Your assignment >> Below are some records; quote exactly the lines from the one that contains "algorithm: algorithm" through the one that contains "stored.ensure_matches(fingerprint)?;", inclusive, and no others.

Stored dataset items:
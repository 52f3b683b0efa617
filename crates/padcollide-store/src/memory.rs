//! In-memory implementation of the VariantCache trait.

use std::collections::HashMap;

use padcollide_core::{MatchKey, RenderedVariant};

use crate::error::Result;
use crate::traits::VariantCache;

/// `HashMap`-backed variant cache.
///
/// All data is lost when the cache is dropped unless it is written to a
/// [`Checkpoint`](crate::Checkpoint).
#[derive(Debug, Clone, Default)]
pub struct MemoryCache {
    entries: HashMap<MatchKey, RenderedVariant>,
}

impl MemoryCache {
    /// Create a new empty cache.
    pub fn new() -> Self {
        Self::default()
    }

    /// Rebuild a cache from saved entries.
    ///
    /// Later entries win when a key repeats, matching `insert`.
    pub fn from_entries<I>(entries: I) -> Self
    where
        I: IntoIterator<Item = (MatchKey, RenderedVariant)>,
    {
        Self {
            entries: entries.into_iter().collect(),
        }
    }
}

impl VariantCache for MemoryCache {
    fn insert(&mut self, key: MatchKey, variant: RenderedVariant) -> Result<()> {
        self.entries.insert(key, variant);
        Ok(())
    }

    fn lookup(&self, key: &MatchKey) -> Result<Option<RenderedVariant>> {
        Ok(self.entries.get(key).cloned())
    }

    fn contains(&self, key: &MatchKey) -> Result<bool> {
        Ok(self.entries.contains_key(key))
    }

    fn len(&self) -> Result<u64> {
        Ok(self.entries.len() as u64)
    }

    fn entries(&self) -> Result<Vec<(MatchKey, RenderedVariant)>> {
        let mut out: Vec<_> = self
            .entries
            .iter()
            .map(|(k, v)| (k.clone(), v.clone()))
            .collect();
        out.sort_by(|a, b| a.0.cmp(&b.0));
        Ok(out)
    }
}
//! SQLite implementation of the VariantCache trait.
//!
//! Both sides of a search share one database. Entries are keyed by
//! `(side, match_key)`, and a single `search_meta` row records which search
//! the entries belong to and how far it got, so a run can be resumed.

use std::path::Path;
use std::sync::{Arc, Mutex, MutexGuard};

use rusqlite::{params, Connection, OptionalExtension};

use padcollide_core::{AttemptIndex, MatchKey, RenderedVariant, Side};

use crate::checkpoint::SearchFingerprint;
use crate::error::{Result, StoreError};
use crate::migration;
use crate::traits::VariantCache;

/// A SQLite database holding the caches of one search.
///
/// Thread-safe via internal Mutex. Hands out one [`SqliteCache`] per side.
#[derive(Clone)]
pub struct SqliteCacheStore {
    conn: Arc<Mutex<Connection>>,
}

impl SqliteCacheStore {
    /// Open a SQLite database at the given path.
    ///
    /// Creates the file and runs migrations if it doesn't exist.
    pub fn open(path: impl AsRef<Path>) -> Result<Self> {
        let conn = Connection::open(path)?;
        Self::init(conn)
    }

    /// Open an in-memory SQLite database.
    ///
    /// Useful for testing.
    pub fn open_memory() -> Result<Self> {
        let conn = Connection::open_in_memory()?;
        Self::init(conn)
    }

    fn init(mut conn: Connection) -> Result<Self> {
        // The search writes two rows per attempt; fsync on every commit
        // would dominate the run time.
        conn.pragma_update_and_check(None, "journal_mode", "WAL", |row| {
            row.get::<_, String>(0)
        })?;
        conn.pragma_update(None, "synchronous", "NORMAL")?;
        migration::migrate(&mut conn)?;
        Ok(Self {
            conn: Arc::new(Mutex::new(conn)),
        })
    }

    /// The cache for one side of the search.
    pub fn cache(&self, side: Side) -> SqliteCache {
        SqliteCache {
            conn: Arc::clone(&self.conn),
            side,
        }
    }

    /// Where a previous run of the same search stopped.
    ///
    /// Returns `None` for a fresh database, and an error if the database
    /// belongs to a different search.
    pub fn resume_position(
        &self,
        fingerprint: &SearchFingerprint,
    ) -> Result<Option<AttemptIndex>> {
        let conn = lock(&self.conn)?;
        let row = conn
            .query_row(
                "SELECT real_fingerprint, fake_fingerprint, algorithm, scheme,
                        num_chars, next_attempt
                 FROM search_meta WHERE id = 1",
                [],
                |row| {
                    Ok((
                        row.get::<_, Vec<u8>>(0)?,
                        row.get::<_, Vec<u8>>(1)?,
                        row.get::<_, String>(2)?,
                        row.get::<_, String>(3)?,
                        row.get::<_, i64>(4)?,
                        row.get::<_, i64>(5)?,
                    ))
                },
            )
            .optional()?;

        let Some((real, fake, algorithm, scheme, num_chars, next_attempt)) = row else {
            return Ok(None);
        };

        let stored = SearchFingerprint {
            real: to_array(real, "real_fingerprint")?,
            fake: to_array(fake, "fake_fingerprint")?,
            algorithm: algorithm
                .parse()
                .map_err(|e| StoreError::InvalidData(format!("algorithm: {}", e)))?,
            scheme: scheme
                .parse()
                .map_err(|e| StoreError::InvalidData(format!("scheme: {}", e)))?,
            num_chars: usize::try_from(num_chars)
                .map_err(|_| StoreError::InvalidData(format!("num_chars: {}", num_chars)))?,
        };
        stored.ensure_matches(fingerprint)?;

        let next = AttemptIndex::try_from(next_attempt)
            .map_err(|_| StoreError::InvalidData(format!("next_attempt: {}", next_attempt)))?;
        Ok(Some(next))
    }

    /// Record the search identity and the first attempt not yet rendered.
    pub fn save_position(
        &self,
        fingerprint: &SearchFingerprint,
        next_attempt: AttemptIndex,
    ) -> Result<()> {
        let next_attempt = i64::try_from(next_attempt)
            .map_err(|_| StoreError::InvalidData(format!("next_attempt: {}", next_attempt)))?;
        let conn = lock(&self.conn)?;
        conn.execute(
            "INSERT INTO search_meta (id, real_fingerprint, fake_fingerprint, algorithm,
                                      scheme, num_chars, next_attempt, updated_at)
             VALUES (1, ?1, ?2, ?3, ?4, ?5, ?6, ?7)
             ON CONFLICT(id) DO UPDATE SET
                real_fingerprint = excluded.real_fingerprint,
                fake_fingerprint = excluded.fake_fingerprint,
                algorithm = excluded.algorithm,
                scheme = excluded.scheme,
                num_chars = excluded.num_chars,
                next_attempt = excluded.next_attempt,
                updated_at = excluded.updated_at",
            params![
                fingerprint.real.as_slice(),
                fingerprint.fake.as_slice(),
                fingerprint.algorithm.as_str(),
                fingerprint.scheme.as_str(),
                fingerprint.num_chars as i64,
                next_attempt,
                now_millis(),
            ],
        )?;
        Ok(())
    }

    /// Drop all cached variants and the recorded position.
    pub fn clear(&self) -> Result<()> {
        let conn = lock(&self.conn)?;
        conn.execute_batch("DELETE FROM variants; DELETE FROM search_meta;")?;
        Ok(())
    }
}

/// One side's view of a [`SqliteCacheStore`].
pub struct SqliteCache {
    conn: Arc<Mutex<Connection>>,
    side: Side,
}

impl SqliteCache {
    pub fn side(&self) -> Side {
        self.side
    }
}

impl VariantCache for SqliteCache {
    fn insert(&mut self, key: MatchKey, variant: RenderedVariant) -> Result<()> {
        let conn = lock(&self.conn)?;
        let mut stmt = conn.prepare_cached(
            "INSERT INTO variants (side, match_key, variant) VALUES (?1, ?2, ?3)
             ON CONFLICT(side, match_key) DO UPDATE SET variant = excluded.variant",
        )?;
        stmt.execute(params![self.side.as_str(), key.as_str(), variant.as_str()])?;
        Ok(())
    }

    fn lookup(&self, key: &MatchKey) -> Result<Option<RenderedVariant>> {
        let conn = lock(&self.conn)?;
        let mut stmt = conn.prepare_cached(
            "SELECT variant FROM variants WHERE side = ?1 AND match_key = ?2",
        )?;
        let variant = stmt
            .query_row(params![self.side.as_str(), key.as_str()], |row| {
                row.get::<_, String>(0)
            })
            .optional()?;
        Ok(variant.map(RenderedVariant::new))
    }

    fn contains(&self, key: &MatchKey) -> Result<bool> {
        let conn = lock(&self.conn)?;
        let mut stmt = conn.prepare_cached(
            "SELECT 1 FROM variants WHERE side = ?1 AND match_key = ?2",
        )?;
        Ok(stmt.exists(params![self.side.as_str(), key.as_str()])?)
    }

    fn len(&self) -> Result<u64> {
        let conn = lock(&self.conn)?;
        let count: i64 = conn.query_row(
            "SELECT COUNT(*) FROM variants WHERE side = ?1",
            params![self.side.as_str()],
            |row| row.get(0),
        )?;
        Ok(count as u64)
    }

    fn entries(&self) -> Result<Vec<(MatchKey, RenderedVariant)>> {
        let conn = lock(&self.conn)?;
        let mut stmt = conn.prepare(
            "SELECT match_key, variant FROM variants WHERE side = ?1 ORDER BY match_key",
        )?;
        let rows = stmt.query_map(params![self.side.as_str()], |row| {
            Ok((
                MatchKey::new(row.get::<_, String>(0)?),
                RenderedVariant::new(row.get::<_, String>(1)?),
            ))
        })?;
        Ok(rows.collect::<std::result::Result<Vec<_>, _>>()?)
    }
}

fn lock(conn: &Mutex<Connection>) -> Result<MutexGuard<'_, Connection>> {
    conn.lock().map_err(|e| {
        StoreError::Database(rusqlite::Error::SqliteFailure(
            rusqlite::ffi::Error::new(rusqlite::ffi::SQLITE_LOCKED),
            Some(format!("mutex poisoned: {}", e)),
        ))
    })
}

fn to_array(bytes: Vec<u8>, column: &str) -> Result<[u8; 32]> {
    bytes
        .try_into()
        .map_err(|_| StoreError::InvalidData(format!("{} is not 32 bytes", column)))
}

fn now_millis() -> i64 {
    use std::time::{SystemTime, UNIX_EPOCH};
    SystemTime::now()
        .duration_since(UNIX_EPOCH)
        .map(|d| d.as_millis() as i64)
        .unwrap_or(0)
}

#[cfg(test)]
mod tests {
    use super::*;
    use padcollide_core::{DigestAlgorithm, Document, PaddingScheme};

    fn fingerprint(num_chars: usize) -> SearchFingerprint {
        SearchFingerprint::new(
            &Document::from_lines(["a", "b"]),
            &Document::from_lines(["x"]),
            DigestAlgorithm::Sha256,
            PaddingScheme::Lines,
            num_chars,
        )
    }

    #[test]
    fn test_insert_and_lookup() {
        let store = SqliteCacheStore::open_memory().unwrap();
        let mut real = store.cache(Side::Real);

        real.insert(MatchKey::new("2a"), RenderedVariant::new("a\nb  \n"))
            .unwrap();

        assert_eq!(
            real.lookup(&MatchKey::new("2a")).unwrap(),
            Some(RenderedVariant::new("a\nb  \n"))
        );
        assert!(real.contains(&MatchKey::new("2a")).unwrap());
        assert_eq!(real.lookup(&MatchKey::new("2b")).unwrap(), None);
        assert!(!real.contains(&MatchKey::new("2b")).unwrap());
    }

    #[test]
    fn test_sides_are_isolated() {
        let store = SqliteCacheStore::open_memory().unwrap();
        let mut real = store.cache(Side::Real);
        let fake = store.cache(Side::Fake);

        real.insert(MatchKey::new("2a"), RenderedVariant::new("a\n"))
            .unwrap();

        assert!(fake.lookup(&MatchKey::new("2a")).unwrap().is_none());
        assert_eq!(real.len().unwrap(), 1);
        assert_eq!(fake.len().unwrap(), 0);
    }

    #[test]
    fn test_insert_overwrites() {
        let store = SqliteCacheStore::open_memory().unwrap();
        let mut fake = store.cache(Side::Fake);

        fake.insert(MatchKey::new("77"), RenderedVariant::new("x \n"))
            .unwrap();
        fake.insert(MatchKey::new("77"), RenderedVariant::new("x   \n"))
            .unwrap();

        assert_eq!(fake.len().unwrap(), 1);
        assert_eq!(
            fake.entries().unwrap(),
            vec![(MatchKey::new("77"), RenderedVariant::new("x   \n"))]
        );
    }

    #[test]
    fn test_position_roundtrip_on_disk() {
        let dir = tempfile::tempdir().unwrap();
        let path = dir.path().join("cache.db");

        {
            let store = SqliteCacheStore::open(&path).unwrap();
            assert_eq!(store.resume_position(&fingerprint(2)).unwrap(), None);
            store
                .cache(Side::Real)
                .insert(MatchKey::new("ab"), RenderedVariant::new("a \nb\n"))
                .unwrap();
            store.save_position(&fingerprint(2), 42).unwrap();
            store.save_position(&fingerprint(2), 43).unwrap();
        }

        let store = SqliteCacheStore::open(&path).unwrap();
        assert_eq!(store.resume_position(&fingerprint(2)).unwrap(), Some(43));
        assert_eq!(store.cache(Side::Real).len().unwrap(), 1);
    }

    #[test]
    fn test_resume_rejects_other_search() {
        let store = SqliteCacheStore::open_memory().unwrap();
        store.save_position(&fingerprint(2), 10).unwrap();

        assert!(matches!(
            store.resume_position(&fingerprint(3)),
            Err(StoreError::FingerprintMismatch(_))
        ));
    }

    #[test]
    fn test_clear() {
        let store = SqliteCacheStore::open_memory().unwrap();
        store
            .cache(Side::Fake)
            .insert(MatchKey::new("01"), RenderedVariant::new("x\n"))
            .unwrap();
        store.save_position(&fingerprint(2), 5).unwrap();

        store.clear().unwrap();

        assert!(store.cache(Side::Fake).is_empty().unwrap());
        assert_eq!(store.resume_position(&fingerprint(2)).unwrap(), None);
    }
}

Task answer >>
            algorithm: algorithm
                .parse()
                .map_err(|e| StoreError::InvalidData(format!("algorithm: {}", e)))?,
            scheme: scheme
                .parse()
                .map_err(|e| StoreError::InvalidData(format!("scheme: {}", e)))?,
            num_chars: usize::try_from(num_chars)
                .map_err(|_| StoreError::InvalidData(format!("num_chars: {}", num_chars)))?,
        };
        stored.ensure_matches(fingerprint)?;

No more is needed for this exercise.